Contador's situation was quite different from Froome's. Alberto was cleared by the Spanish federation, so he had every right to race. The only reason there was ambiguity was because UCI and WADA chose to appeal the decision. I don't blame Contador for continuing plans to race after the appeal, because if he had suspended himself and won the appeal--and having been cleared by Spain, winning at CAS wasn't far-fetched--it would have been too late to participate in the Giro and Tour. Think how he would have felt if he sat out the entire season in 2011, only to be cleared at the end of it. You can't backdate GT wins! Another rationale for racing was that it allowed his legal team to take its time and thoroughly prepare for the hearing; there was no pressure to have a decision by a certain date.

So, no, it was not a risky tactic. On the contrary, it was the least risky tactic under the circumstances, the only downside being the bad publicity of someone racing under a cloud, knowing that the results could be taken away later.

Froome is actually in a worse position than Contador in that respect. Since Contador won at the national level, the burden of proof was not on him at CAS. It was on UCI/WADA, at least, more so than it would be in a conventional doping hearing. In contrast, the burden of proof is entirely on Froome. He is not innocent till proven guilty; he most definitely is guilty until proven not guilty. Unlike, say, Peatcchi and Ulissi, he also caught a major break in being notified of his AAF on his very last day of racing for the season. So he could have provisionally suspended himself without missing any races, and if he was so confident in his innocence, cleared himself in time for the 2018 season. Even if he lost the initial hearing, he might have gotten a short enough back-dated suspension to allow him to race in at least one if not both of the first two GTs.

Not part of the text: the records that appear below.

//! Recording stand-ins for the host ports and external collaborators.
//!
//! All recorders can share one [`EventLog`], which makes cross-port ordering
//! (commit before render request, children before parent) directly
//! observable in a test.

use std::cell::{Cell, RefCell};
use std::rc::Rc;

use trellis_core::{
    CommitState, ComponentId, DefaultNormalizer, Hyperscript, NodeFactory, PropNormalizer, Props,
    RenderScheduler, StateStore, VTree, Value,
};

/// One observable call into a port.
#[derive(Debug, Clone, PartialEq)]
pub enum PortEvent {
    Commit { id: ComponentId, state: Value },
    RenderRequested,
    Normalized { keys: Vec<String> },
    NodeMade { tag: String, children: usize },
}

/// Shared, ordered record of port calls.
#[derive(Debug, Clone, Default)]
pub struct EventLog {
    events: Rc<RefCell<Vec<PortEvent>>>,
}

impl EventLog {
    pub fn new() -> Self {
        Self::default()
    }

    pub fn push(&self, event: PortEvent) {
        log::trace!("port event: {:?}", event);
        self.events.borrow_mut().push(event);
    }

    pub fn events(&self) -> Vec<PortEvent> {
        self.events.borrow().clone()
    }

    pub fn len(&self) -> usize {
        self.events.borrow().len()
    }

    pub fn is_empty(&self) -> bool {
        self.len() == 0
    }

    pub fn clear(&self) {
        self.events.borrow_mut().clear();
    }

    pub fn count(&self, matches: impl Fn(&PortEvent) -> bool) -> usize {
        self.events.borrow().iter().filter(|e| matches(e)).count()
    }

    pub fn render_requests(&self) -> usize {
        self.count(|e| matches!(e, PortEvent::RenderRequested))
    }

    pub fn commits(&self) -> usize {
        self.count(|e| matches!(e, PortEvent::Commit { .. }))
    }

    /// Tags in the order the node factory built them.
    pub fn nodes_made(&self) -> Vec<String> {
        self.events
            .borrow()
            .iter()
            .filter_map(|e| match e {
                PortEvent::NodeMade { tag, .. } => Some(tag.clone()),
                _ => None,
            })
            .collect()
    }
}

/// Render scheduler that only records requests.
#[derive(Debug, Clone)]
pub struct RecordingScheduler {
    log: EventLog,
    requests: Rc<Cell<usize>>,
}

impl RecordingScheduler {
    pub fn new(log: EventLog) -> Self {
        Self {
            log,
            requests: Rc::new(Cell::new(0)),
        }
    }

    pub fn requests(&self) -> usize {
        self.requests.get()
    }
}

impl RenderScheduler for RecordingScheduler {
    fn request_render(&self) {
        self.requests.set(self.requests.get() + 1);
        self.log.push(PortEvent::RenderRequested);
    }
}

/// Commit port that writes into the store and records the call.
#[derive(Debug, Clone)]
pub struct RecordingCommit {
    log: EventLog,
}

impl RecordingCommit {
    pub fn new(log: EventLog) -> Self {
        Self { log }
    }
}

impl CommitState for RecordingCommit {
    fn commit(&self, states: &StateStore, id: ComponentId, state: Value) {
        states.insert(id, state.clone());
        self.log.push(PortEvent::Commit { id, state });
    }
}

/// [`DefaultNormalizer`] that records each call.
#[derive(Debug, Clone)]
pub struct CountingNormalizer {
    log: EventLog,
    calls: Rc<Cell<usize>>,
}

impl CountingNormalizer {
    pub fn new(log: EventLog) -> Self {
        Self {
            log,
            calls: Rc::new(Cell::new(0)),
        }
    }

    pub fn calls(&self) -> usize {
        self.calls.get()
    }
}

impl PropNormalizer for CountingNormalizer {
    fn normalize(&self, props: &Props) -> Props {
        self.calls.set(self.calls.get() + 1);
        self.log.push(PortEvent::Normalized {
            keys: props.keys().cloned().collect(),
        });
        DefaultNormalizer.normalize(props)
    }
}

/// [`Hyperscript`] factory that records each node it makes.
#[derive(Debug, Clone)]
pub struct RecordingFactory {
    log: EventLog,
}

impl RecordingFactory {
    pub fn new(log: EventLog) -> Self {
        Self { log }
    }
}

impl NodeFactory for RecordingFactory {
    fn make_node(&self, tag: &str, props: Props, children: Vec<Option<VTree>>) -> VTree {
        self.log.push(PortEvent::NodeMade {
            tag: tag.to_string(),
            children: children.len(),
        });
        Hyperscript.make_node(tag, props, children)
    }
}
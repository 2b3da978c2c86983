//! Domain layer: pure types and logic, no I/O.

pub mod foundation;
pub mod plan;
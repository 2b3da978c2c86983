//! Server configuration

use serde::Deserialize;
use std::net::SocketAddr;

use super::error::ValidationError;

/// Server configuration
#[derive(Debug, Clone, Deserialize)]
pub struct ServerConfig {
    /// Host address to bind to
    #[serde(default = "default_host")]
    pub host: String,

    /// Port to listen on
    #[serde(default = "default_port")]
    pub port: u16,

    /// Environment name
    #[serde(default = "default_environment")]
    pub environment: Environment,

    /// Rust log filter directive
    #[serde(default = "default_log_level")]
    pub log_level: String,

    /// Request timeout in seconds
    #[serde(default = "default_request_timeout")]
    pub request_timeout_secs: u64,

    /// CORS allowed origins (comma-separated)
    pub cors_origins: Option<String>,
}

/// Application environment
#[derive(Debug, Clone, Deserialize, PartialEq, Eq, Default)]
#[serde(rename_all = "lowercase")]
pub enum Environment {
    #[default]
    Development,
    Staging,
    Production,
}

impl ServerConfig {
    /// Get the socket address to bind to
    pub fn socket_addr(&self) -> Result<SocketAddr, ValidationError> {
        format!("{}:{}", self.host, self.port)
            .parse()
            .map_err(|_| ValidationError::InvalidPort)
    }

    /// Check if running in production
    pub fn is_production(&self) -> bool {
        self.environment == Environment::Production
    }

    /// Get CORS origins as a vector
    pub fn cors_origins_list(&self) -> Vec<String> {
        self.cors_origins
            .as_ref()
            .map(|s| s.split(',').map(|s| s.trim().to_string()).collect())
            .unwrap_or_default()
    }

    /// Validate server configuration
    pub fn validate(&self) -> Result<(), ValidationError> {
        if self.port == 0 {
            return Err(ValidationError::InvalidPort);
        }
        if self.request_timeout_secs == 0 || self.request_timeout_secs > 300 {
            return Err(ValidationError::InvalidTimeout);
        }
        Ok(())
    }
}

impl Default for ServerConfig {
    fn default() -> Self {
        Self {
            host: default_host(),
            port: default_port(),
            environment: default_environment(),
            log_level: default_log_level(),
            request_timeout_secs: default_request_timeout(),
            cors_origins: None,
        }
    }
}

fn default_host() -> String {
    "0.0.0.0".to_string()
}

fn default_port() -> u16 {
    8080
}

fn default_environment() -> Environment {
    Environment::Development
}

fn default_log_level() -> String {
    "info,plan_press=debug,sqlx=warn".to_string()
}

fn default_request_timeout() -> u64 {
    30
}

#[cfg(test)]
mod tests {
    use super::*;

    #[test]
    fn server_config_defaults() {
        let config = ServerConfig::default();
        assert_eq!(config.host, "0.0.0.0");
        assert_eq!(config.port, 8080);
        assert_eq!(config.environment, Environment::Development);
    }

    #[test]
    fn socket_addr_parses() {
        let config = ServerConfig {
            host: "127.0.0.1".to_string(),
            port: 3000,
            ..Default::default()
        };
        let addr = config.socket_addr().unwrap();
        assert_eq!(addr.to_string(), "127.0.0.1:3000");
    }

    #[test]
    fn cors_origins_parsing() {
        let config = ServerConfig {
            cors_origins: Some("http://localhost:5173, http://localhost:3000".to_string()),
            ..Default::default()
        };
        let origins = config.cors_origins_list();
        assert_eq!(origins.len(), 2);
        assert_eq!(origins[0], "http://localhost:5173");
    }

    #[test]
    fn validation_rejects_port_zero() {
        let config = ServerConfig {
            port: 0,
            ..Default::default()
        };
        assert!(config.validate().is_err());
    }

    #[test]
    fn validation_rejects_extreme_timeouts() {
        let config = ServerConfig {
            request_timeout_secs: 0,
            ..Default::default()
        };
        assert!(config.validate().is_err());

        let config = ServerConfig {
            request_timeout_secs: 500,
            ..Default::default()
        };
        assert!(config.validate().is_err());
    }
}
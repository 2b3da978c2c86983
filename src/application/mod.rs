//! Application layer: orchestration between ports and domain logic.

pub mod handlers;
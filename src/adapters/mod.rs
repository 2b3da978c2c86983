//! Adapters: concrete implementations of the ports.

pub mod http;
pub mod memory;
pub mod pdf;
pub mod postgres;
pub mod storage;
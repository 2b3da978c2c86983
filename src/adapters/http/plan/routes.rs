//! Route configuration for plan endpoints.

use axum::routing::{get, patch, put};
use axum::Router;

use super::handlers::{
    delete_action, get_plan, get_plan_document, patch_action, put_narrative, PlanHandlers,
};

/// Creates the plan router with all endpoints.
///
/// Routes:
/// - `GET    /api/organizations/:id/plan` - Resolved plan view
/// - `GET    /api/organizations/:id/plan/document` - Streamed PDF download
/// - `PATCH  /api/organizations/:id/actions/:template_action_id` - Upsert override
/// - `DELETE /api/organizations/:id/actions/:template_action_id` - Reset to template
/// - `PUT    /api/organizations/:id/narratives/:field` - Update narrative field
pub fn plan_routes(handlers: PlanHandlers) -> Router {
    Router::new()
        .route("/api/organizations/:id/plan", get(get_plan))
        .route(
            "/api/organizations/:id/plan/document",
            get(get_plan_document),
        )
        .route(
            "/api/organizations/:id/actions/:template_action_id",
            patch(patch_action).delete(delete_action),
        )
        .route(
            "/api/organizations/:id/narratives/:field",
            put(put_narrative),
        )
        .with_state(handlers)
}
//! Organization-specific overrides of template actions.

use chrono::NaiveDate;
use serde::{Deserialize, Serialize};

use crate::domain::foundation::{OrganizationId, TemplateActionId, Timestamp};

/// Sparse, per-organization edit of a template action.
///
/// Created lazily on first edit; at most one row exists per
/// (organization, template action) pair. Deleting the row resets the
/// action back to its template.
#[derive(Debug, Clone, Serialize, Deserialize)]
pub struct OverrideAction {
    pub organization_id: OrganizationId,
    pub template_action_id: TemplateActionId,

    /// The organization's own narrative text.
    pub narrative: Option<String>,

    /// Responsible party.
    pub responsible: Option<String>,

    /// Planned start date (day precision).
    pub start_date: Option<NaiveDate>,

    /// Planned end date (day precision).
    pub end_date: Option<NaiveDate>,

    /// Method description.
    pub method: Option<String>,

    /// Resources description.
    pub resources: Option<String>,

    /// Marks the action as not applicable to this organization.
    pub suppressed: bool,

    pub created_at: Timestamp,
    pub updated_at: Timestamp,
}

/// Presence-aware patch value for one editable field.
///
/// Distinguishes "field omitted from the patch" (`Keep`) from "field set to
/// null" (`Clear`) from "field set to a value" (`Set`). Partial updates only
/// touch non-`Keep` fields.
#[derive(Debug, Clone, Default, PartialEq, Eq)]
pub enum FieldPatch<T> {
    /// Leave the stored value untouched.
    #[default]
    Keep,
    /// Null the stored value.
    Clear,
    /// Replace the stored value.
    Set(T),
}

impl<T> FieldPatch<T> {
    /// True when the patch leaves the field untouched.
    pub fn is_keep(&self) -> bool {
        matches!(self, FieldPatch::Keep)
    }

    /// Resolves the patch against the currently stored value.
    pub fn apply(self, current: Option<T>) -> Option<T> {
        match self {
            FieldPatch::Keep => current,
            FieldPatch::Clear => None,
            FieldPatch::Set(value) => Some(value),
        }
    }

    /// Returns the patched value as an option-of-option:
    /// `None` = keep, `Some(None)` = clear, `Some(Some(v))` = set.
    pub fn into_change(self) -> Option<Option<T>> {
        match self {
            FieldPatch::Keep => None,
            FieldPatch::Clear => Some(None),
            FieldPatch::Set(value) => Some(Some(value)),
        }
    }
}

/// Partial update for an override row. Omitted fields stay untouched.
#[derive(Debug, Clone, Default)]
pub struct OverridePatch {
    pub narrative: FieldPatch<String>,
    pub responsible: FieldPatch<String>,
    pub start_date: FieldPatch<NaiveDate>,
    pub end_date: FieldPatch<NaiveDate>,
    pub method: FieldPatch<String>,
    pub resources: FieldPatch<String>,
    /// Suppression is a plain flag: `None` keeps the stored value.
    pub suppressed: Option<bool>,
}

impl OverridePatch {
    /// True when the patch would not change anything.
    pub fn is_empty(&self) -> bool {
        self.narrative.is_keep()
            && self.responsible.is_keep()
            && self.start_date.is_keep()
            && self.end_date.is_keep()
            && self.method.is_keep()
            && self.resources.is_keep()
            && self.suppressed.is_none()
    }

    /// Applies the patch to an existing override, stamping `updated_at`.
    pub fn apply_to(self, mut row: OverrideAction, now: Timestamp) -> OverrideAction {
        row.narrative = self.narrative.apply(row.narrative);
        row.responsible = self.responsible.apply(row.responsible);
        row.start_date = self.start_date.apply(row.start_date);
        row.end_date = self.end_date.apply(row.end_date);
        row.method = self.method.apply(row.method);
        row.resources = self.resources.apply(row.resources);
        if let Some(suppressed) = self.suppressed {
            row.suppressed = suppressed;
        }
        row.updated_at = now;
        row
    }

    /// Materializes a fresh override row from the patch (first edit).
    pub fn into_new_row(
        self,
        organization_id: OrganizationId,
        template_action_id: TemplateActionId,
        now: Timestamp,
    ) -> OverrideAction {
        let blank = OverrideAction {
            organization_id,
            template_action_id,
            narrative: None,
            responsible: None,
            start_date: None,
            end_date: None,
            method: None,
            resources: None,
            suppressed: false,
            created_at: now,
            updated_at: now,
        };
        self.apply_to(blank, now)
    }
}
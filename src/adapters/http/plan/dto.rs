//! HTTP DTOs for plan endpoints.
//!
//! These types decouple the HTTP API from domain types. The override
//! request keeps field presence: an omitted field leaves the stored value
//! untouched, an explicit `null` clears it.

use chrono::NaiveDate;
use serde::{Deserialize, Deserializer, Serialize};

use crate::domain::foundation::Timestamp;
use crate::domain::plan::{
    ActionStatus, CompleteAction, Evidence, EvidenceKind, FieldPatch, NarrativeField,
    OverrideAction, OverridePatch, PlanGroup, PlanStatistics, ResolvedPlan,
};

// ════════════════════════════════════════════════════════════════════════════
// Request DTOs
// ════════════════════════════════════════════════════════════════════════════

/// Deserializes a present field into `Some(...)`, so serde's default keeps
/// "absent" (`None`) apart from "present but null" (`Some(None)`).
fn double_option<'de, T, D>(deserializer: D) -> Result<Option<Option<T>>, D::Error>
where
    T: Deserialize<'de>,
    D: Deserializer<'de>,
{
    Option::<T>::deserialize(deserializer).map(Some)
}

fn to_field_patch<T>(change: Option<Option<T>>) -> FieldPatch<T> {
    match change {
        None => FieldPatch::Keep,
        Some(None) => FieldPatch::Clear,
        Some(Some(value)) => FieldPatch::Set(value),
    }
}

/// Request body for PATCH on one plan action.
#[derive(Debug, Clone, Default, Deserialize)]
pub struct UpsertOverrideRequest {
    #[serde(default, deserialize_with = "double_option")]
    pub narrative: Option<Option<String>>,
    #[serde(default, deserialize_with = "double_option")]
    pub responsible: Option<Option<String>>,
    #[serde(default, deserialize_with = "double_option")]
    pub start_date: Option<Option<NaiveDate>>,
    #[serde(default, deserialize_with = "double_option")]
    pub end_date: Option<Option<NaiveDate>>,
    #[serde(default, deserialize_with = "double_option")]
    pub method: Option<Option<String>>,
    #[serde(default, deserialize_with = "double_option")]
    pub resources: Option<Option<String>>,
    #[serde(default)]
    pub suppressed: Option<bool>,
}

impl UpsertOverrideRequest {
    pub fn into_patch(self) -> OverridePatch {
        OverridePatch {
            narrative: to_field_patch(self.narrative),
            responsible: to_field_patch(self.responsible),
            start_date: to_field_patch(self.start_date),
            end_date: to_field_patch(self.end_date),
            method: to_field_patch(self.method),
            resources: to_field_patch(self.resources),
            suppressed: self.suppressed,
        }
    }
}

/// Request body for PUT on one narrative field.
#[derive(Debug, Clone, Deserialize)]
pub struct UpdateNarrativeRequest {
    /// Full replacement text; `null` clears the field.
    pub text: Option<String>,
}

// ════════════════════════════════════════════════════════════════════════════
// Response DTOs
// ════════════════════════════════════════════════════════════════════════════

/// Full plan view returned by GET .../plan.
#[derive(Debug, Clone, Serialize)]
pub struct PlanResponse {
    pub organization_id: String,
    pub organization_name: String,
    pub assigned_technician_id: Option<String>,
    pub draft: NarrativeResponse,
    pub synthetic_report: NarrativeResponse,
    pub statistics: StatisticsResponse,
    pub groups: Vec<GroupResponse>,
    pub evidence: Vec<EvidenceResponse>,
}

impl PlanResponse {
    pub fn from_plan(plan: &ResolvedPlan, today: NaiveDate) -> Self {
        Self {
            organization_id: plan.organization.id.to_string(),
            organization_name: plan.organization.name.clone(),
            assigned_technician_id: plan
                .organization
                .assigned_technician_id
                .map(|id| id.to_string()),
            draft: NarrativeResponse::from(&plan.draft),
            synthetic_report: NarrativeResponse::from(&plan.synthetic_report),
            statistics: StatisticsResponse::from(plan.statistics(today)),
            groups: plan
                .groups
                .iter()
                .map(|g| GroupResponse::from_group(g, today))
                .collect(),
            evidence: plan.evidence.iter().map(EvidenceResponse::from).collect(),
        }
    }
}

/// One narrative field with its edit trail.
#[derive(Debug, Clone, Serialize)]
pub struct NarrativeResponse {
    pub text: Option<String>,
    pub updated_by: Option<String>,
    pub updated_at: Option<Timestamp>,
}

impl From<&NarrativeField> for NarrativeResponse {
    fn from(field: &NarrativeField) -> Self {
        Self {
            text: field.text.clone(),
            updated_by: field.updated_by.map(|id| id.to_string()),
            updated_at: field.updated_at,
        }
    }
}

/// Summary counts for the plan header.
#[derive(Debug, Clone, Serialize)]
pub struct StatisticsResponse {
    pub total: usize,
    pub answered: usize,
    pub ignored: usize,
    pub not_started: usize,
    pub completed: usize,
    pub pending: usize,
    pub photos: usize,
    pub attendance_lists: usize,
}

impl From<PlanStatistics> for StatisticsResponse {
    fn from(stats: PlanStatistics) -> Self {
        Self {
            total: stats.total,
            answered: stats.answered,
            ignored: stats.ignored,
            not_started: stats.not_started,
            completed: stats.completed,
            pending: stats.pending,
            photos: stats.photos,
            attendance_lists: stats.attendance_lists,
        }
    }
}

/// One (category, subgroup) bucket of actions.
#[derive(Debug, Clone, Serialize)]
pub struct GroupResponse {
    pub category: String,
    pub subgroup: Option<String>,
    pub heading: String,
    pub actions: Vec<ActionResponse>,
}

impl GroupResponse {
    fn from_group(group: &PlanGroup, today: NaiveDate) -> Self {
        Self {
            category: group.category.clone(),
            subgroup: group.subgroup.clone(),
            heading: group.heading(),
            actions: group
                .actions
                .iter()
                .map(|a| ActionResponse::from_action(a, today))
                .collect(),
        }
    }
}

/// One resolved action: template data plus the organization's edits.
#[derive(Debug, Clone, Serialize)]
pub struct ActionResponse {
    pub template_action_id: String,
    pub title: String,
    pub model_text: String,
    pub responsible_hint: Option<String>,
    pub resources_hint: Option<String>,
    pub method_hint: Option<String>,
    pub narrative: Option<String>,
    pub responsible: Option<String>,
    pub method: Option<String>,
    pub resources: Option<String>,
    pub start_date: Option<NaiveDate>,
    pub end_date: Option<NaiveDate>,
    pub suppressed: bool,
    pub answered: bool,
    pub status: ActionStatus,
    /// True when an override row exists for this organization.
    pub edited: bool,
}

impl ActionResponse {
    fn from_action(action: &CompleteAction, today: NaiveDate) -> Self {
        Self {
            template_action_id: action.template.id.to_string(),
            title: action.template.title.clone(),
            model_text: action.template.model_text.clone(),
            responsible_hint: action.template.responsible_hint.clone(),
            resources_hint: action.template.resources_hint.clone(),
            method_hint: action.template.method_hint.clone(),
            narrative: action.narrative().map(str::to_string),
            responsible: action.responsible().map(str::to_string),
            method: action.method().map(str::to_string),
            resources: action.resources().map(str::to_string),
            start_date: action.start_date(),
            end_date: action.end_date(),
            suppressed: action.suppressed(),
            answered: action.is_answered(),
            status: action.status(today),
            edited: action.edits.is_some(),
        }
    }
}

/// One evidence row (bytes are not exposed here).
#[derive(Debug, Clone, Serialize)]
pub struct EvidenceResponse {
    pub id: String,
    pub kind: EvidenceKind,
    pub original_filename: String,
    pub caption: Option<String>,
    pub uploaded_by: String,
    pub created_at: Timestamp,
}

impl From<&Evidence> for EvidenceResponse {
    fn from(evidence: &Evidence) -> Self {
        Self {
            id: evidence.id.to_string(),
            kind: evidence.kind,
            original_filename: evidence.original_filename.clone(),
            caption: evidence.caption.clone(),
            uploaded_by: evidence.uploaded_by.to_string(),
            created_at: evidence.created_at,
        }
    }
}

/// The override row as stored after a PATCH.
#[derive(Debug, Clone, Serialize)]
pub struct OverrideResponse {
    pub organization_id: String,
    pub template_action_id: String,
    pub narrative: Option<String>,
    pub responsible: Option<String>,
    pub start_date: Option<NaiveDate>,
    pub end_date: Option<NaiveDate>,
    pub method: Option<String>,
    pub resources: Option<String>,
    pub suppressed: bool,
    pub updated_at: Timestamp,
}

impl From<OverrideAction> for OverrideResponse {
    fn from(row: OverrideAction) -> Self {
        Self {
            organization_id: row.organization_id.to_string(),
            template_action_id: row.template_action_id.to_string(),
            narrative: row.narrative,
            responsible: row.responsible,
            start_date: row.start_date,
            end_date: row.end_date,
            method: row.method,
            resources: row.resources,
            suppressed: row.suppressed,
            updated_at: row.updated_at,
        }
    }
}

/// Response for the override delete (reset to template).
#[derive(Debug, Clone, Serialize)]
pub struct DeleteOverrideResponse {
    pub removed: bool,
}

/// Standard error response.
#[derive(Debug, Clone, Serialize)]
pub struct ErrorResponse {
    pub code: String,
    pub message: String,
    #[serde(skip_serializing_if = "Option::is_none")]
    pub details: Option<serde_json::Value>,
}

impl ErrorResponse {
    pub fn bad_request(message: impl Into<String>) -> Self {
        Self {
            code: "BAD_REQUEST".to_string(),
            message: message.into(),
            details: None,
        }
    }

    pub fn not_found(resource_type: &str, id: &str) -> Self {
        Self {
            code: "NOT_FOUND".to_string(),
            message: format!("{} not found: {}", resource_type, id),
            details: None,
        }
    }

    pub fn internal(message: impl Into<String>) -> Self {
        Self {
            code: "INTERNAL_ERROR".to_string(),
            message: message.into(),
            details: None,
        }
    }
}
//! Artifact storage configuration

use serde::Deserialize;
use std::path::PathBuf;

use super::error::ValidationError;

/// Artifact storage configuration
#[derive(Debug, Clone, Deserialize)]
pub struct StorageConfig {
    /// Root directory holding uploaded evidence files
    #[serde(default = "default_artifact_root")]
    pub artifact_root: String,
}

impl StorageConfig {
    /// Root directory as a path
    pub fn artifact_root_path(&self) -> PathBuf {
        PathBuf::from(&self.artifact_root)
    }

    /// Validate storage configuration
    pub fn validate(&self) -> Result<(), ValidationError> {
        if self.artifact_root.trim().is_empty() {
            return Err(ValidationError::MissingArtifactRoot);
        }
        Ok(())
    }
}

impl Default for StorageConfig {
    fn default() -> Self {
        Self {
            artifact_root: default_artifact_root(),
        }
    }
}

fn default_artifact_root() -> String {
    "./data/artifacts".to_string()
}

But even that much risk was too much for Froome, so he wouldn't suspend himself. Again, bad PR aside, it's the least risky move in his situation. The only risk he's taking is declaring that he definitely did not inhale more than the allowed amount; that hurts his chances of a relatively short suspension if he loses his case. Had he just said, maybe I made a mistake, without committing to it, he would be in a much better position to plead negligence if he couldn't explain the high level. Contador took the same risk when he declared that he hadn't used any supplements, and it came back to bite him. It quite possibly cost him an extra year.

S2Sturges said:
This USG test talk just muddies up the waters, a speciality of Sky, diffuse and cast doubts on the process.
On the contrary, it could clarify the situation enormously. Sky is not the one talking about the USG, but I wish they were. We internet warriors are the ones pointing out its implications.
I think the differences in the type of substances found has largely to do with the formal discrepancies you bring up. Otherwise Sky is taking access to the same praxis as Saxo, namely permitting their rider to race until a formal ban from the juridical authority/s and, until then, using every legal expedient to obfuscate and exonerate.